Meu pulso se acalmou junto com meu coração, e minha respiração reduziu bastante. Alguém ou algo havia puxado as cordas para que o cavalo que conduzia a carruagem reduzisse a velocidade de forma gradual.
Lembro-me de ver a nuvem de vapor a frente de minha face antes que tudo se tornasse escuridão mais uma vez.
Foram batidas que me acordaram.
Três batidas na madeira da porta.
Por que meu pai está batendo?, pensei, ao levantar a cabeça. Minha visão estava embaçada e eu quase não consegui ver Vincent parado ali, em frente a porta quando ela se abriu.
Me lembro que, em questão de instantes, ele estava lá. Simplesmente apareceu, mais rápido que o raio que estourou do lado de fora.

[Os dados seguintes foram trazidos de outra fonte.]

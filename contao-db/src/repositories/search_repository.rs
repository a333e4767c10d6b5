// Contao - front-end rendering core for the Contao CMS
// Copyright (C) 2025 Contao Project Contributors
//
// This program is free software: you can redistribute it and/or modify
// it under the terms of the GNU Affero General Public License as
// published by the Free Software Foundation, either version 3 of the
// License, or (at your option) any later version.
//
// This program is distributed in the hope that it will be useful,
// but WITHOUT ANY WARRANTY; without even the implied warranty of
// MERCHANTABILITY or FITNESS FOR A PARTICULAR PURPOSE.  See the
// GNU Affero General Public License for more details.
//
// You should have received a copy of the GNU Affero General Public License
// along with this program.  If not, see <https://www.gnu.org/licenses/>.

use std::collections::HashMap;

use anyhow::{Context, Result};
use contao_core::models::search_entry::{SearchEntry, SearchTerm};
use contao_core::search::{Keyword, TermMatch};
use sqlx::SqlitePool;

use crate::datetime::{ids_to_json, parse_datetime, parse_ids};

const SEARCH_COLUMNS: &str = r#"
    id, root_id, page_id, url, title, text, checksum, protected, access_groups, language, indexed_at
"#;

#[derive(sqlx::FromRow)]
struct SearchRow {
    id: i64,
    root_id: i64,
    page_id: i64,
    url: String,
    title: String,
    text: String,
    checksum: String,
    protected: bool,
    access_groups: String,
    language: String,
    indexed_at: String,
}

impl TryFrom<SearchRow> for SearchEntry {
    type Error = anyhow::Error;

    fn try_from(row: SearchRow) -> Result<Self> {
        Ok(SearchEntry {
            id: Some(row.id),
            root_id: row.root_id,
            page_id: row.page_id,
            url: row.url,
            title: row.title,
            text: row.text,
            checksum: row.checksum,
            protected: row.protected,
            groups: parse_ids(&row.access_groups, "access_groups")?,
            language: row.language,
            indexed_at: parse_datetime(&row.indexed_at, "indexed_at")?,
        })
    }
}

/// Escape `%`, `_` and the escape character itself for a LIKE pattern.
fn escape_like(term: &str) -> String {
    let mut escaped = String::with_capacity(term.len());
    for c in term.chars() {
        if matches!(c, '%' | '_' | '\\') {
            escaped.push('\\');
        }
        escaped.push(c);
    }
    escaped
}

fn like_pattern(keyword: &Keyword) -> String {
    let term = escape_like(&keyword.term);
    match keyword.matching {
        TermMatch::Exact => term,
        TermMatch::Prefix => format!("{}%", term),
        TermMatch::Infix => format!("%{}%", term),
    }
}

fn placeholders(count: usize) -> String {
    vec!["?"; count].join(", ")
}

pub struct SearchRepository {
    pool: SqlitePool,
}

impl SearchRepository {
    pub fn new(pool: SqlitePool) -> Self {
        Self { pool }
    }

    /// Store a page in the index, replacing an older version under the same
    /// URL of the same site root.
    ///
    /// Returns `false` when the stored checksum equals the new one and nothing
    /// was written.
    pub async fn index_page(&self, entry: &SearchEntry, terms: &[SearchTerm]) -> Result<bool> {
        let mut tx = self.pool.begin().await.context("Failed to begin transaction")?;

        let existing: Option<(i64, String)> =
            sqlx::query_as("SELECT id, checksum FROM tl_search WHERE root_id = ? AND url = ?")
                .bind(entry.root_id)
                .bind(&entry.url)
                .fetch_optional(&mut *tx)
                .await
                .context("Failed to look up indexed page")?;

        let search_id = match existing {
            Some((_, checksum)) if checksum == entry.checksum => {
                tx.rollback().await.context("Failed to roll back transaction")?;
                return Ok(false);
            }
            Some((id, _)) => {
                sqlx::query(
                    r#"
                    UPDATE tl_search SET
                        page_id = ?, title = ?, text = ?, checksum = ?,
                        protected = ?, access_groups = ?, language = ?, indexed_at = ?
                    WHERE id = ?
                    "#,
                )
                .bind(entry.page_id)
                .bind(&entry.title)
                .bind(&entry.text)
                .bind(&entry.checksum)
                .bind(entry.protected)
                .bind(ids_to_json(&entry.groups))
                .bind(&entry.language)
                .bind(entry.indexed_at)
                .bind(id)
                .execute(&mut *tx)
                .await
                .context("Failed to update indexed page")?;

                sqlx::query("DELETE FROM tl_search_term WHERE search_id = ?")
                    .bind(id)
                    .execute(&mut *tx)
                    .await
                    .context("Failed to clear search terms")?;
                id
            }
            None => sqlx::query(
                r#"
                INSERT INTO tl_search (
                    root_id, page_id, url, title, text, checksum, protected, access_groups,
                    language, indexed_at
                )
                VALUES (?, ?, ?, ?, ?, ?, ?, ?, ?, ?)
                "#,
            )
            .bind(entry.root_id)
            .bind(entry.page_id)
            .bind(&entry.url)
            .bind(&entry.title)
            .bind(&entry.text)
            .bind(&entry.checksum)
            .bind(entry.protected)
            .bind(ids_to_json(&entry.groups))
            .bind(&entry.language)
            .bind(entry.indexed_at)
            .execute(&mut *tx)
            .await
            .context("Failed to insert indexed page")?
            .last_insert_rowid(),
        };

        for term in terms {
            sqlx::query("INSERT INTO tl_search_term (search_id, term, relevance) VALUES (?, ?, ?)")
                .bind(search_id)
                .bind(&term.term)
                .bind(term.relevance)
                .execute(&mut *tx)
                .await
                .context("Failed to insert search term")?;
        }

        tx.commit().await.context("Failed to commit transaction")?;
        Ok(true)
    }

    pub async fn find_by_url(&self, root_id: i64, url: &str) -> Result<Option<SearchEntry>> {
        let row = sqlx::query_as::<_, SearchRow>(&format!(
            "SELECT {} FROM tl_search WHERE root_id = ? AND url = ?",
            SEARCH_COLUMNS
        ))
        .bind(root_id)
        .bind(url)
        .fetch_optional(&self.pool)
        .await
        .context("Failed to find indexed page by url")?;

        row.map(SearchEntry::try_from).transpose()
    }

    pub async fn remove_by_url(&self, root_id: i64, url: &str) -> Result<bool> {
        let result = sqlx::query("DELETE FROM tl_search WHERE root_id = ? AND url = ?")
            .bind(root_id)
            .bind(url)
            .execute(&self.pool)
            .await
            .context("Failed to remove indexed page")?;

        Ok(result.rows_affected() > 0)
    }

    /// Drop every indexed URL of a page.
    pub async fn remove_by_page(&self, page_id: i64) -> Result<u64> {
        let result = sqlx::query("DELETE FROM tl_search WHERE page_id = ?")
            .bind(page_id)
            .execute(&self.pool)
            .await
            .context("Failed to remove indexed pages")?;

        Ok(result.rows_affected())
    }

    pub async fn count(&self) -> Result<i64> {
        sqlx::query_scalar("SELECT COUNT(*) FROM tl_search")
            .fetch_one(&self.pool)
            .await
            .context("Failed to count indexed pages")
    }

    /// Indexed pages of a site that contain at least one of the keywords,
    /// each with its full term list.
    pub async fn find_candidates(
        &self,
        root_id: i64,
        keywords: &[Keyword],
    ) -> Result<Vec<(SearchEntry, Vec<SearchTerm>)>> {
        if keywords.is_empty() {
            return Ok(Vec::new());
        }

        let conditions = vec!["t.term LIKE ? ESCAPE '\\'"; keywords.len()].join(" OR ");
        let sql = format!(
            r#"
            SELECT DISTINCT s.id FROM tl_search s
            JOIN tl_search_term t ON t.search_id = s.id
            WHERE s.root_id = ? AND ({})
            "#,
            conditions
        );
        let mut query = sqlx::query_scalar::<_, i64>(&sql).bind(root_id);
        for keyword in keywords {
            query = query.bind(like_pattern(keyword));
        }
        let ids: Vec<i64> = query
            .fetch_all(&self.pool)
            .await
            .context("Failed to find search candidates")?;

        if ids.is_empty() {
            return Ok(Vec::new());
        }

        let sql = format!(
            "SELECT {} FROM tl_search WHERE id IN ({}) ORDER BY id",
            SEARCH_COLUMNS,
            placeholders(ids.len())
        );
        let mut query = sqlx::query_as::<_, SearchRow>(&sql);
        for id in &ids {
            query = query.bind(id);
        }
        let entries = query
            .fetch_all(&self.pool)
            .await
            .context("Failed to load search candidates")?;

        let sql = format!(
            "SELECT search_id, term, relevance FROM tl_search_term WHERE search_id IN ({})",
            placeholders(ids.len())
        );
        let mut query = sqlx::query_as::<_, (i64, String, i64)>(&sql);
        for id in &ids {
            query = query.bind(id);
        }
        let rows = query
            .fetch_all(&self.pool)
            .await
            .context("Failed to load search terms")?;

        let mut terms: HashMap<i64, Vec<SearchTerm>> = HashMap::new();
        for (search_id, term, relevance) in rows {
            terms
                .entry(search_id)
                .or_default()
                .push(SearchTerm { term, relevance });
        }

        entries
            .into_iter()
            .map(|row| {
                let entry_terms = terms.remove(&row.id).unwrap_or_default();
                SearchEntry::try_from(row).map(|entry| (entry, entry_terms))
            })
            .collect()
    }
}

#[cfg(test)]
mod tests {
    use super::*;
    use crate::init::init_database;
    use chrono::Utc;
    use contao_core::models::module_config::QueryType;
    use contao_core::search::{term_frequencies, SearchQuery};

    fn entry(url: &str, title: &str, text: &str, checksum: &str) -> SearchEntry {
        SearchEntry {
            id: None,
            root_id: 1,
            page_id: 2,
            url: url.to_string(),
            title: title.to_string(),
            text: text.to_string(),
            checksum: checksum.to_string(),
            protected: false,
            groups: Vec::new(),
            language: "en".to_string(),
            indexed_at: Utc::now(),
        }
    }

    #[test]
    fn test_escape_like() {
        assert_eq!(escape_like("50%_off\\"), "50\\%\\_off\\\\");
    }

    #[tokio::test]
    async fn test_index_page_skips_unchanged_checksum() -> Result<()> {
        let pool = init_database("sqlite::memory:").await?;
        let repo = SearchRepository::new(pool);

        let text = "Rust makes systems programming pleasant";
        let first = entry("/rust.html", "Rust", text, "abc");
        assert!(repo.index_page(&first, &term_frequencies(text)).await?);
        assert!(!repo.index_page(&first, &term_frequencies(text)).await?);

        let changed = entry("/rust.html", "Rust!", "Rust is fast", "def");
        assert!(repo.index_page(&changed, &term_frequencies(&changed.text)).await?);
        assert_eq!(repo.count().await?, 1);
        assert_eq!(
            repo.find_by_url(1, "/rust.html").await?.map(|e| e.title),
            Some("Rust!".to_string())
        );
        Ok(())
    }

    #[tokio::test]
    async fn test_find_candidates_and_rank() -> Result<()> {
        let pool = init_database("sqlite::memory:").await?;
        let repo = SearchRepository::new(pool);

        let pages = [
            ("/a.html", "A", "rust rust rust and cargo"),
            ("/b.html", "B", "rust once"),
            ("/c.html", "C", "nothing relevant here"),
        ];
        for (url, title, text) in pages {
            repo.index_page(&entry(url, title, text, url), &term_frequencies(text))
                .await?;
        }

        let query = SearchQuery::parse("rust", QueryType::And, false, 0);
        let candidates = repo.find_candidates(1, &query.highlight_keywords()).await?;
        assert_eq!(candidates.len(), 2);

        let hits = query.rank(candidates, 48, 360);
        assert_eq!(hits[0].entry.url, "/a.html");
        assert_eq!(hits[0].percent, 100);
        assert_eq!(hits[1].percent, 33);

        assert!(repo.find_candidates(99, &query.highlight_keywords()).await?.is_empty());
        Ok(())
    }

    #[tokio::test]
    async fn test_prefix_candidates_and_removal() -> Result<()> {
        let pool = init_database("sqlite::memory:").await?;
        let repo = SearchRepository::new(pool);
        let text = "programming languages";
        repo.index_page(&entry("/p.html", "P", text, "x"), &term_frequencies(text))
            .await?;

        let query = SearchQuery::parse("program*", QueryType::And, false, 0);
        assert_eq!(repo.find_candidates(1, &query.highlight_keywords()).await?.len(), 1);

        assert!(repo.remove_by_url(1, "/p.html").await?);
        assert!(!repo.remove_by_url(1, "/p.html").await?);
        assert!(repo.find_candidates(1, &query.highlight_keywords()).await?.is_empty());
        Ok(())
    }

    #[tokio::test]
    async fn test_same_url_is_kept_per_site_root() -> Result<()> {
        let pool = init_database("sqlite::memory:").await?;
        let repo = SearchRepository::new(pool);

        let text = "about our company";
        repo.index_page(&entry("/about.html", "About", text, "a"), &term_frequencies(text))
            .await?;
        let shop_text = "about our shop";
        let mut shop = entry("/about.html", "About the shop", shop_text, "b");
        shop.root_id = 7;
        shop.page_id = 8;
        assert!(repo.index_page(&shop, &term_frequencies(shop_text)).await?);

        assert_eq!(repo.count().await?, 2);
        assert_eq!(
            repo.find_by_url(1, "/about.html").await?.map(|e| e.title),
            Some("About".to_string())
        );
        assert_eq!(
            repo.find_by_url(7, "/about.html").await?.map(|e| e.page_id),
            Some(8)
        );

        let query = SearchQuery::parse("shop", QueryType::And, false, 0);
        assert!(repo.find_candidates(1, &query.highlight_keywords()).await?.is_empty());
        assert_eq!(repo.find_candidates(7, &query.highlight_keywords()).await?.len(), 1);

        assert!(repo.remove_by_url(7, "/about.html").await?);
        assert!(repo.find_by_url(1, "/about.html").await?.is_some());
        Ok(())
    }
}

Minha respiração acelerou e senti o ar passando pelos vales em meus lábios. Todos os pelos em meu corpo saltaram e se levantaram como que em frente a uma ameaça, meu coração bombeando meu sangue violentamente por meu corpo para que eu conseguisse fugir.
Eu queria me levantar e sair correndo, talvez até atravessar a janela apenas com os punhos, mas nem mesmo aquela dose de adrenalina que meu corpo havia secretado era suficiente para quebrar meu medo.
Não sei quem era a pessoa com quem Vincent falava. Não pude ouvir suas palavras sendo trocadas. Melhor dizendo, não pude entender. O medo criava censura em minha mente e a deixava avoada demais para entender a mais simples das coisas.
Algum tempo depois, a porta se fechou, e Vincent estava em seu lugar de sempre.
Me compeli a acreditar que tudo aquilo havia sido apenas um sonho, já que era difícil demais explicar segundo o que eu sabia.